To recapitulate, the operation of will is necessary to make use of the power of intellect, both speculative and practical, in allowing or bringing about intellect's relation to its object, while it serves to constitute the object itself only of practical intellect. Such acts of use, as particular acts, must exhibit the reciprocal causality of intellect and will, intellect moving to determination, will to operation. And these acts of the component powers must themselves be particular acts, that is, must themselves exhibit the mutual causality of intellect and will the act of will specified by an act of intellect, and the act of intellect moved by an act of will. Thus will's causing the exercise of any particular act of intellect is not a moving to exercise generally, but a particular choosing in some here and now to move the power to operation. Moreover, choosing to exercise either the speculative or the practical intellect is itself a matter of practice, of something to be done, and therefore depends decisively on will's disposition toward that exercise, as on practical intellect's apprehension and judgment.
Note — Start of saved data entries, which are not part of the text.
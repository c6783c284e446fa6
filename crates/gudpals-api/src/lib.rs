pub mod activities;
pub mod auth;
pub mod checkout;
pub mod error;
pub mod feed;
pub mod friends;
pub mod messages;
pub mod middleware;
pub mod notifications;
pub mod profiles;
pub mod registrations;
pub mod reminders;

use axum::{
    Router, middleware as axum_middleware,
    routing::{get, post},
};

pub use auth::{AppState, AppStateInner};

/// Every route the server exposes. `/health` and `/feed` authenticate on
/// their own; everything else sits behind the bearer middleware.
pub fn router(state: AppState) -> Router {
    let public_routes = Router::new()
        .route("/health", get(health))
        .route("/feed", get(feed::ws_upgrade))
        .with_state(state.clone());

    let protected_routes = Router::new()
        .route("/messages", get(messages::get_conversation).post(messages::send_message))
        .route("/messages/inbox", get(messages::get_inbox))
        .route("/messages/read", post(messages::mark_read))
        .route(
            "/sessions/{session_id}/chat",
            get(messages::get_session_chat).post(messages::send_session_chat),
        )
        .route(
            "/activities/{activity_id}/registration",
            get(registrations::get_registration)
                .post(registrations::register)
                .delete(registrations::unregister),
        )
        .route(
            "/registrations",
            get(registrations::list_registrations).post(registrations::insert_registration),
        )
        .route("/activities/{activity_id}", get(activities::get_activity))
        .route("/activities/{activity_id}/live/start", post(activities::start_live))
        .route("/activities/{activity_id}/live/stop", post(activities::stop_live))
        .route("/profile/sync", post(profiles::sync_profile))
        .route("/profiles/{user_id}", get(profiles::get_profile))
        .route(
            "/friends/requests",
            get(friends::list_requests).post(friends::send_request),
        )
        .route("/friends/requests/{request_id}/accept", post(friends::accept_request))
        .route("/friends/requests/{request_id}/reject", post(friends::reject_request))
        .route("/friends", get(friends::list_connections))
        .route(
            "/notifications",
            get(notifications::list_notifications).post(notifications::create_notification),
        )
        .route("/notifications/{notification_id}/read", post(notifications::mark_read))
        .route("/checkout", post(checkout::create_checkout))
        .route("/reminders/run", post(reminders::run_reminders))
        .layer(axum_middleware::from_fn_with_state(state.clone(), middleware::require_auth))
        .with_state(state);

    Router::new().merge(public_routes).merge(protected_routes)
}

async fn health() -> &'static str {
    "ok"
}
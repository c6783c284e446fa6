use std::future::Future;

use uuid::Uuid;

use gudpals_types::api::{LiveStartResponse, NotificationCreate};
use gudpals_types::events::FeedFilter;
use gudpals_types::models::{
    Activity, LiveSessionState, Message, Notification, Profile, Registration, SessionChat,
};

use crate::error::Result;
use crate::feed::Subscription;

/// Request/response facade over the remote store plus its push feed.
///
/// Every write broadcasts the matching feed event once it has committed.
/// Sequences come back already ordered: conversations and session chat
/// ascending by creation time, per-user listings newest first.
pub trait Gateway: Clone + Send + Sync + 'static {
    fn conversation_messages(&self, user: &str, partner: &str) -> impl Future<Output = Result<Vec<Message>>> + Send;

    fn messages_for_user(&self, user: &str) -> impl Future<Output = Result<Vec<Message>>> + Send;

    /// Store a message. Blank bodies are rejected as `InvalidRecord`.
    fn send_message(&self, sender: &str, receiver: &str, body: &str) -> impl Future<Output = Result<Message>> + Send;

    /// Flip `is_read` on everything `sender` sent to `reader`. Returns rows flipped.
    fn mark_read(&self, reader: &str, sender: &str) -> impl Future<Output = Result<usize>> + Send;

    fn session_chat(&self, session_id: Uuid) -> impl Future<Output = Result<Vec<SessionChat>>> + Send;

    fn send_session_chat(
        &self,
        session_id: Uuid,
        user: &str,
        body: &str,
    ) -> impl Future<Output = Result<SessionChat>> + Send;

    fn find_registration(&self, user: &str, activity_id: Uuid) -> impl Future<Output = Result<Option<Registration>>> + Send;

    /// Unconditional insert. Callers wanting create-or-noop go through
    /// `RegistrationWriter`.
    fn insert_registration(&self, user: &str, activity_id: Uuid) -> impl Future<Output = Result<Registration>> + Send;

    /// Returns the number of rows removed, zero when there was nothing to remove.
    fn delete_registration(&self, user: &str, activity_id: Uuid) -> impl Future<Output = Result<usize>> + Send;

    fn registrations_for_user(&self, user: &str) -> impl Future<Output = Result<Vec<Registration>>> + Send;

    fn activity(&self, id: Uuid) -> impl Future<Output = Result<Activity>> + Send;

    /// Mint a channel and tokens for the activity and mark it live.
    fn start_live(&self, activity_id: Uuid) -> impl Future<Output = Result<LiveStartResponse>> + Send;

    fn stop_live(&self, activity_id: Uuid) -> impl Future<Output = Result<LiveSessionState>> + Send;

    fn profile(&self, id: &str) -> impl Future<Output = Result<Option<Profile>>> + Send;

    fn insert_notification(&self, notification: NotificationCreate) -> impl Future<Output = Result<Notification>> + Send;

    /// Open a push feed restricted to `filter`. Events committed after this
    /// resolves are delivered in commit order.
    fn subscribe(&self, filter: FeedFilter) -> impl Future<Output = Result<Subscription>> + Send;
}
//! Periodic reminder sweep over upcoming activities.

use chrono::{DateTime, Duration, Utc};
use tracing::{debug, error, info, warn};

use gudpals_types::api::{NotificationCreate, ReminderSweepResponse};
use gudpals_types::models::{Activity, NotificationKind};

use crate::error::Result;
use crate::gateway::Gateway;
use crate::local::LocalGateway;

/// How far ahead the sweep looks for activities.
const HORIZON_HOURS: i64 = 25;

/// The lead times a reminder is sent at. Each is sent at most once per
/// registrant, however often the sweep runs inside it.
#[derive(Debug, Clone, Copy, PartialEq, Eq)]
pub enum ReminderWindow {
    DayBefore,
    HourBefore,
    Starting,
}

impl ReminderWindow {
    pub fn as_str(self) -> &'static str {
        match self {
            Self::DayBefore => "day",
            Self::HourBefore => "hour",
            Self::Starting => "starting",
        }
    }

    /// The window `until` (time left before the start) falls in, if any.
    pub fn containing(until: Duration) -> Option<Self> {
        if until <= Duration::hours(24) && until >= Duration::minutes(23 * 60 + 30) {
            Some(Self::DayBefore)
        } else if until <= Duration::hours(1) && until >= Duration::minutes(45) {
            Some(Self::HourBefore)
        } else if until <= Duration::minutes(15) && until >= Duration::minutes(10) {
            Some(Self::Starting)
        } else {
            None
        }
    }
}

/// Reminder text if `starts_at` falls inside one of the sweep windows
/// measured from `now`.
pub fn reminder_message(
    activity: &Activity,
    starts_at: DateTime<Utc>,
    now: DateTime<Utc>,
) -> Option<(ReminderWindow, String)> {
    let window = ReminderWindow::containing(starts_at - now)?;
    let text = match window {
        ReminderWindow::DayBefore => format!(
            "Don't forget: {} starts tomorrow at {}",
            activity.title,
            starts_at.format("%H:%M UTC")
        ),
        ReminderWindow::HourBefore => format!("Starting soon: {} begins in 1 hour", activity.title),
        ReminderWindow::Starting => format!("Starting now: {} begins in 15 minutes", activity.title),
    };
    Some((window, text))
}

/// Notify every registrant of activities whose start falls inside a
/// reminder window they have not been reminded for yet. Individual
/// notification failures are logged and skipped, and retried next sweep.
pub async fn run_sweep(gateway: &LocalGateway, now: DateTime<Utc>) -> Result<ReminderSweepResponse> {
    let upcoming = gateway
        .blocking(move |db| db.activities_with_registrants(now, now + Duration::hours(HORIZON_HOURS)))
        .await?;

    info!("Checking reminders at {}: {} activities with registrations", now, upcoming.len());

    let mut summary = ReminderSweepResponse {
        events_checked: upcoming.len(),
        notifications_sent: 0,
    };

    for (activity, registrants) in upcoming {
        let Some(starts_at) = activity.starts_at else {
            continue;
        };
        let Some((window, message)) = reminder_message(&activity, starts_at, now) else {
            continue;
        };
        let activity_id = activity.id;

        for user_id in registrants {
            let claimer = user_id.clone();
            let claimed = gateway
                .blocking(move |db| db.claim_reminder(activity_id, &claimer, window.as_str(), now))
                .await?;
            if !claimed {
                debug!("{} already reminded for {} ({})", user_id, activity_id, window.as_str());
                continue;
            }

            let notification = NotificationCreate {
                user_id: user_id.clone(),
                title: "Event Reminder".into(),
                body: message.clone(),
                kind: NotificationKind::Reminder,
                action_url: Some("/events".into()),
                deliver_at: None,
            };
            match gateway.insert_notification(notification).await {
                Ok(_) => summary.notifications_sent += 1,
                Err(e) => {
                    error!("Error sending reminder to {}: {}", user_id, e);
                    let releaser = user_id.clone();
                    if let Err(e) = gateway
                        .blocking(move |db| db.release_reminder(activity_id, &releaser, window.as_str()))
                        .await
                    {
                        warn!("Could not release reminder claim for {}: {}", user_id, e);
                    }
                }
            }
        }
    }

    info!("Sent {} reminders", summary.notifications_sent);
    Ok(summary)
}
Both speculative and practical activity, then, fall within the larger unity of voluntary activity in general, of activity that proceeds from a deliberate will. For such activity to be good activity, the proper disposition of both intellect and will is required.


3.


Let us turn next to Nietzsche. I will here construct a Nietzschean response to Aquinas' account, setting forth Nietzsche's own riyal account only to the extent necessary to construct this response. A fuller elaboration of the Nietzschean alternative will follow later in the argument.


To present Nietzsche's interpretation of Aquinas we must first know what it is on Nietzsche's account to interpret, what on Nietzsche's view it means to forward a view. For according to Nietzsche, views do not simply wear their meanings on their sleeves, they are not transparent to their deeper significances. So, confronting Aquinas, Nietzsche will ask: this Latin psychologist, what does he really want, what is it that drives him in such a direction?25 To move toward a response to this Nietzschean question we must first examine Nietzsche's teaching on perspective.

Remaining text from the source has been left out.